Joint Swelling and Tenderness: Warm, swollen joints with decreased range of motion.
Systemic Symptoms: Fatigue, low-grade fever, weight loss, and generalized malaise.
Rheumatoid Nodules: Subcutaneous, firm nodules typically found over pressure points or extensor surfaces.

Extra-Articular Manifestations

Pulmonary: Interstitial lung disease, pleural effusion, and rheumatoid nodules in the lungs.
Cardiovascular: Pericarditis, myocarditis, and increased risk for atherosclerosis and coronary artery disease.
Ocular: Sjögren's syndrome (secondary dry eyes and mouth), episcleritis, and scleritis.
Hematologic: Anemia of chronic disease, thrombocytosis, and Felty’s syndrome (RA, splenomegaly, neutropenia).

Diagnosis

Rheumatoid Factor (RF): Positive in ~70-80% of RA patients; not specific to RA.
Anti-Cyclic Citrullinated Peptide (Anti-CCP): High specificity and sensitivity for RA, often present early in disease.
ESR and CRP: Elevated markers of inflammation.
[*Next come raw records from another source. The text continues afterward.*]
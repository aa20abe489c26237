// SPDX-License-Identifier: Apache-2.0 OR MIT
// Copyright (c) 2025-2026 naskel.com

//! Generic containers and their polymorphic dispatchers.
//!
//! Codec code holds a container as [`Void`] plus its descriptor, and only
//! learns element types through `params()`. Each shape exposes exactly one
//! mutation primitive through its dispatcher:
//!
//! | Shape | Dispatcher | Operation |
//! |-------|------------|-----------|
//! | [`Vector`] | [`SequenceDispatcher`] | `append(container, item)` |
//! | [`UnorderedSet`] | [`SetDispatcher`] | `insert(container, item)` |
//! | [`UnorderedMap`] | [`MapDispatcher`] | `assign(container, key, value)` |
//!
//! Dispatchers do not validate operand descriptors; the caller matches them
//! against `params()` first. A payload of the wrong Rust type panics.

mod unordered_map;
mod unordered_set;
mod vector;

pub use unordered_map::{UnorderedMap, UnorderedMapClass};
pub use unordered_set::{UnorderedSet, UnorderedSetClass};
pub use vector::{Vector, VectorClass};

use crate::error::MappingError;
use crate::types::wrapper::Void;
use std::any::Any as StdAny;
use std::sync::Arc;

/// Mutation primitive of sequence descriptors.
pub trait SequenceDispatcher: Send + Sync {
    /// Push `item` at the end of `container`.
    fn append(&self, container: &Void, item: &Void);
}

/// Mutation primitive of hash-set descriptors.
pub trait SetDispatcher: Send + Sync {
    /// Add `item`; no-op if an equal item is present.
    fn insert(&self, container: &Void, item: &Void);
}

/// Mutation primitive of hash-map descriptors.
pub trait MapDispatcher: Send + Sync {
    /// Bind `value` to `key`, replacing any previous binding.
    fn assign(&self, container: &Void, key: &Void, value: &Void);
}

/// Payload of an erased container handed to a dispatcher.
///
/// # Panics
///
/// Panics on a null container or a payload of another Rust type.
fn container_payload<T: StdAny + Send + Sync>(container: &Void, operation: &str) -> Arc<T> {
    match container.cast_object::<T>() {
        Some(payload) => payload,
        None => panic!(
            "[mapping::{}] precondition violated: {}",
            operation,
            MappingError::NullContainer {
                descriptor: container.value_type().to_string(),
            }
        ),
    }
}

#[cfg(test)]
mod tests {
    use super::*;
    use crate::types::primitive::{Int32, Text};
    use crate::types::wrapper::Wrapper;

    #[test]
    #[should_panic(expected = "Null container")]
    fn test_null_container_panics() {
        let vector = Vector::<Int32>::null().to_void();
        let dispatcher = Vector::<Int32>::class_type()
            .sequence_dispatcher()
            .expect("sequence dispatcher");
        dispatcher.append(&vector, &Int32::new(1).to_void());
    }

    #[test]
    fn test_dispatcher_variant_matches_shape() {
        let vector = Vector::<Text>::class_type();
        assert!(vector.sequence_dispatcher().is_some());
        assert!(vector.set_dispatcher().is_none());
        assert!(vector.map_dispatcher().is_none());
        assert!(vector.enum_dispatcher().is_none());

        let set = UnorderedSet::<Text>::class_type();
        assert!(set.set_dispatcher().is_some());
        assert!(set.sequence_dispatcher().is_none());

        let map = UnorderedMap::<Text, Int32>::class_type();
        assert!(map.map_dispatcher().is_some());
        assert!(map.set_dispatcher().is_none());
    }
}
X-rays: Early findings include periarticular osteopenia and soft tissue swelling; later stages show joint space narrowing and erosions.
MRI and Ultrasound: Useful for detecting synovitis and early erosive disease.

Management

Exercise and Physical Therapy: Maintain joint flexibility and strength, prevent deformities.
Occupational Therapy: Joint protection techniques and assistive devices.

NSAIDs and Corticosteroids: For short-term symptom relief; not for long-term monotherapy.
Conventional DMARDs: Methotrexate is the first-line agent; others include sulfasalazine, hydroxychloroquine, and leflunomide.
Biologic DMARDs: TNF inhibitors (etanercept, adalimumab), IL-6 inhibitors (tocilizumab), and others used in patients with inadequate response to conventional DMARDs.
JAK Inhibitors: Target the JAK-STAT pathway (e.g., tofacitinib) for patients with refractory disease.
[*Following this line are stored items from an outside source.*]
// SPDX-License-Identifier: Apache-2.0 OR MIT
// Copyright (c) 2025-2026 naskel.com

//! Per-enum entry registry.

use crate::error::{MappingError, Result};
use crate::types::primitive::{Int16, Int32, Int64, Int8, UInt16, UInt32, UInt64, UInt8};
use crate::types::wrapper::{Void, Wrapper};
use std::collections::HashMap;

/// Underlying integer representation of a mapped enum.
///
/// Implemented for the fixed-width integers; `Wrapper` is the primitive the
/// as-integer interpreter reads and writes.
pub trait EnumUnderlying: Copy + Send + Sync + 'static {
    type Wrapper: Wrapper<Object = Self>;

    /// Registry key (sign-extending for signed widths).
    fn to_u64(self) -> u64;

    /// Lossless signed view, for listings.
    fn to_i128(self) -> i128;

    /// Wrap as the matching primitive, erased.
    fn wrap(self) -> Void;
}

macro_rules! enum_underlying {
    ($($ty:ty => $wrapper:ident),* $(,)?) => {
        $(
            impl EnumUnderlying for $ty {
                type Wrapper = $wrapper;

                fn to_u64(self) -> u64 {
                    self as u64
                }

                fn to_i128(self) -> i128 {
                    self as i128
                }

                fn wrap(self) -> Void {
                    $wrapper::new(self).to_void()
                }
            }
        )*
    };
}

enum_underlying! {
    i8 => Int8,
    i16 => Int16,
    i32 => Int32,
    i64 => Int64,
    u8 => UInt8,
    u16 => UInt16,
    u32 => UInt32,
    u64 => UInt64,
}

/// A Rust enum exposed to the mapping layer.
///
/// `info()` returns the process-wide registry, typically built once inside a
/// `OnceLock` with [`EnumInfo::from_entries`].
pub trait MappedEnum: Copy + PartialEq + Send + Sync + 'static {
    type Underlying: EnumUnderlying;

    fn to_underlying(self) -> Self::Underlying;

    fn info() -> &'static EnumInfo<Self>;
}

/// One declared constant.
#[derive(Debug, Clone, Copy, PartialEq)]
pub struct EnumValueInfo<E> {
    pub value: E,
    /// Declaration index, 0-based.
    pub index: usize,
    pub name: &'static str,
    pub description: Option<&'static str>,
}

/// Entries of one enum type, indexed by name, underlying value and
/// declaration order.
#[derive(Debug)]
pub struct EnumInfo<E> {
    name_qualifier: Option<&'static str>,
    by_index: Vec<EnumValueInfo<E>>,
    by_name: HashMap<&'static str, usize>,
    by_value: HashMap<u64, usize>,
}

impl<E: MappedEnum> EnumInfo<E> {
    pub fn new(name_qualifier: Option<&'static str>) -> Self {
        Self {
            name_qualifier,
            by_index: Vec::new(),
            by_name: HashMap::new(),
            by_value: HashMap::new(),
        }
    }

    /// Build a registry from `(value, name, description)` rows in declaration
    /// order.
    pub fn from_entries(
        name_qualifier: Option<&'static str>,
        entries: impl IntoIterator<Item = (E, &'static str, Option<&'static str>)>,
    ) -> Result<Self> {
        let mut info = Self::new(name_qualifier);
        for (value, name, description) in entries {
            info.register(value, name, description)?;
        }
        Ok(info)
    }

    /// Register one constant and return its declaration index.
    ///
    /// Names and underlying values must be unique within the enum.
    pub fn register(
        &mut self,
        value: E,
        name: &'static str,
        description: Option<&'static str>,
    ) -> Result<usize> {
        let underlying = value.to_underlying();
        let key = underlying.to_u64();

        let duplicate = if self.by_name.contains_key(name) {
            Some(name.to_string())
        } else if self.by_value.contains_key(&key) {
            Some(underlying.to_i128().to_string())
        } else {
            None
        };
        if let Some(key) = duplicate {
            log::warn!(
                "[mapping::enum] {}: rejected duplicate entry '{}'",
                self.enum_name(),
                key
            );
            return Err(MappingError::DuplicateEntry {
                enum_name: self.enum_name().to_string(),
                key,
            });
        }

        let index = self.by_index.len();
        self.by_index.push(EnumValueInfo {
            value,
            index,
            name,
            description,
        });
        self.by_name.insert(name, index);
        self.by_value.insert(key, index);
        log::trace!(
            "[mapping::enum] {}: registered #{} {} = {}",
            self.enum_name(),
            index,
            name,
            underlying.to_i128()
        );
        Ok(index)
    }

    pub fn name_qualifier(&self) -> Option<&'static str> {
        self.name_qualifier
    }

    /// Qualifier, or the Rust type name when none was given.
    pub fn enum_name(&self) -> &'static str {
        self.name_qualifier.unwrap_or_else(|| std::any::type_name::<E>())
    }

    /// Entries in declaration order.
    pub fn entries(&self) -> &[EnumValueInfo<E>] {
        &self.by_index
    }

    pub fn len(&self) -> usize {
        self.by_index.len()
    }

    pub fn is_empty(&self) -> bool {
        self.by_index.is_empty()
    }

    pub fn find_by_name(&self, name: &str) -> Option<&EnumValueInfo<E>> {
        self.by_name.get(name).map(|&i| &self.by_index[i])
    }

    pub fn find_by_underlying(&self, value: u64) -> Option<&EnumValueInfo<E>> {
        self.by_value.get(&value).map(|&i| &self.by_index[i])
    }

    pub fn find_by_value(&self, value: E) -> Option<&EnumValueInfo<E>> {
        self.find_by_underlying(value.to_underlying().to_u64())
    }

    pub fn entry_by_name(&self, name: &str) -> Result<&EnumValueInfo<E>> {
        self.find_by_name(name)
            .ok_or_else(|| self.not_found(name.to_string()))
    }

    pub fn entry_by_value(&self, value: E) -> Result<&EnumValueInfo<E>> {
        self.find_by_value(value)
            .ok_or_else(|| self.not_found(value.to_underlying().to_i128().to_string()))
    }

    pub fn entry_by_underlying(&self, value: u64) -> Result<&EnumValueInfo<E>> {
        self.find_by_underlying(value)
            .ok_or_else(|| self.not_found(value.to_string()))
    }

    pub fn entry_by_index(&self, index: usize) -> Result<&EnumValueInfo<E>> {
        self.by_index
            .get(index)
            .ok_or_else(|| self.not_found(format!("#{}", index)))
    }

    /// Serialisable snapshot for schema generators.
    pub fn listing(&self) -> EnumListing {
        EnumListing {
            name_qualifier: self.name_qualifier.map(str::to_string),
            entries: self
                .by_index
                .iter()
                .map(|entry| EnumListingEntry {
                    name: entry.name.to_string(),
                    value: entry.value.to_underlying().to_i128(),
                    index: entry.index,
                    description: entry.description.map(str::to_string),
                })
                .collect(),
        }
    }

    fn not_found(&self, key: String) -> MappingError {
        MappingError::EntryNotFound {
            enum_name: self.enum_name().to_string(),
            key,
        }
    }
}

/// Enum entries as plain data.
#[derive(Debug, Clone, PartialEq, Eq)]
#[cfg_attr(feature = "serde", derive(serde::Serialize, serde::Deserialize))]
pub struct EnumListing {
    pub name_qualifier: Option<String>,
    pub entries: Vec<EnumListingEntry>,
}

#[derive(Debug, Clone, PartialEq, Eq)]
#[cfg_attr(feature = "serde", derive(serde::Serialize, serde::Deserialize))]
pub struct EnumListingEntry {
    pub name: String,
    pub value: i128,
    pub index: usize,
    #[cfg_attr(feature = "serde", serde(skip_serializing_if = "Option::is_none", default))]
    pub description: Option<String>,
}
Surgical Intervention: Joint replacement for severe joint damage or functional limitation.

Essential Points

Early Aggressive Treatment: Start DMARDs early to prevent joint destruction and maintain function.
Monitor for Comorbidities: RA increases risk for cardiovascular disease, osteoporosis, and infection; assess and manage comorbid conditions.
Tailored Therapy: Treatment should be individualized based on disease activity, patient preference, and comorbidities.
Regular Monitoring: Monitor disease activity and medication side effects regularly to adjust therapy accordingly.